Eğitim Bakanlığı ve manevî mesuliyet

Devlet sevk ve idaresinde idarî mekanizmanın başında bulunanların, yöneten yönetilen bağlamında bir çok mesuliyeti söz konusudur.

Bu mesuliyetlerden birisi de manevî mesuliyetlerdir.

Millî Eğitim Bakanlığı, ülke insanının manevî hak ve hukuk bakımından ilişkilerinin yüksek olduğu bir mekanizma olarak ön sıralardadır.

Ülkemizin bekası ve insanının geleceği özellikle de genç neslin iyi yetişmesi, maddî ve manevî donanımlar açısından Eğitim Bakanlığının mühim alâkadarlığı mevcuttur.

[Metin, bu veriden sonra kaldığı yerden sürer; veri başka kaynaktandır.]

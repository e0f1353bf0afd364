use anyhow::{bail, Error};
use serde::{Deserialize, Serialize};
use std::{convert::TryFrom, fmt};

/// The person label derived for a record.
///
/// `Ambiguous` marks records whose annotations can neither confirm nor deny
/// the presence of a person. Such records are excluded from both classes.
#[derive(Debug, Clone, Copy, PartialEq, Eq, Hash, Serialize, Deserialize)]
#[serde(rename_all = "snake_case")]
pub enum Label {
    Positive,
    Negative,
    Ambiguous,
}

impl Label {
    /// The signed integer encoding, `1`, `0` or `-1`.
    pub fn to_i64(self) -> i64 {
        match self {
            Self::Positive => 1,
            Self::Negative => 0,
            Self::Ambiguous => -1,
        }
    }

    /// The training class, or `None` for ambiguous records.
    pub fn class(self) -> Option<Class> {
        match self {
            Self::Positive => Some(Class::Person),
            Self::Negative => Some(Class::NonPerson),
            Self::Ambiguous => None,
        }
    }
}

impl TryFrom<i64> for Label {
    type Error = Error;

    fn try_from(value: i64) -> Result<Self, Self::Error> {
        let label = match value {
            1 => Self::Positive,
            0 => Self::Negative,
            -1 => Self::Ambiguous,
            _ => bail!("invalid label value {}, expect 1, 0 or -1", value),
        };
        Ok(label)
    }
}

impl From<Class> for Label {
    fn from(class: Class) -> Self {
        match class {
            Class::Person => Self::Positive,
            Class::NonPerson => Self::Negative,
        }
    }
}

impl fmt::Display for Label {
    fn fmt(&self, f: &mut fmt::Formatter<'_>) -> fmt::Result {
        let text = match self {
            Self::Positive => "positive",
            Self::Negative => "negative",
            Self::Ambiguous => "ambiguous",
        };
        write!(f, "{}", text)
    }
}

/// One of the two training classes.
#[derive(Debug, Clone, Copy, PartialEq, Eq, Hash, PartialOrd, Ord, Serialize, Deserialize)]
#[serde(rename_all = "snake_case")]
pub enum Class {
    NonPerson,
    Person,
}

impl Class {
    pub const ALL: [Class; 2] = [Class::Person, Class::NonPerson];

    /// The scalar target fed to the model.
    pub fn index(self) -> usize {
        match self {
            Self::NonPerson => 0,
            Self::Person => 1,
        }
    }
}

Yetişecek neslin istikbale hazırlığı bu malûm olduğu üzere çok önemlidir.

Yapılan eğitim programları, yazılan ders kitapları, düzenlenen müfredatlar, insanın yetişmesine sebep olan projeleri dizayn ederken manevî mesuliyet gereklerinin yerine getirilmesi, insanımızın değerleri açısından çok ciddî bir biçimde ele alıp değerlendirilmesi gerekmektedir.

Çok uzun yıllardır mevcut eğitim sistemiyle arzu edilen demokratik, doğru istikamette insan yetiştirmede manevî değerleri istenilen seviyede verememe noktasındaki hususiyetlerden uzak bir eğitim sistemi anlayışı süregelmektedir.

Bütün bu mülâhazalar doğrultusunda imam hatipler başta olmak üzere sair ilk ve orta dereceli okullarda okutulan manevî değerlerle alâkalı öğretiler mevcut sistem paralelinde yeterli midir?

Daha çok şahsa bağlı, şahıs sevgisi ağırlıklı bir eğitim sistemi içinde mezkûr değerlerin öğretilme oranları tabiri caizse devede kulak misali kalmaktadır.

Binlerce öğrencimizin, çocuk ve gencimizin manevî değerlerini doğru istikamette, doğru İslâm adına mekteplerde aldıkları değerler eğitimi ne derece tatminkârdır?
Diğer ilimlerin yanı sıra dinini ve maneviyatını öğrenme ve öğretme oranı hangi düzeyde seyretmektedir?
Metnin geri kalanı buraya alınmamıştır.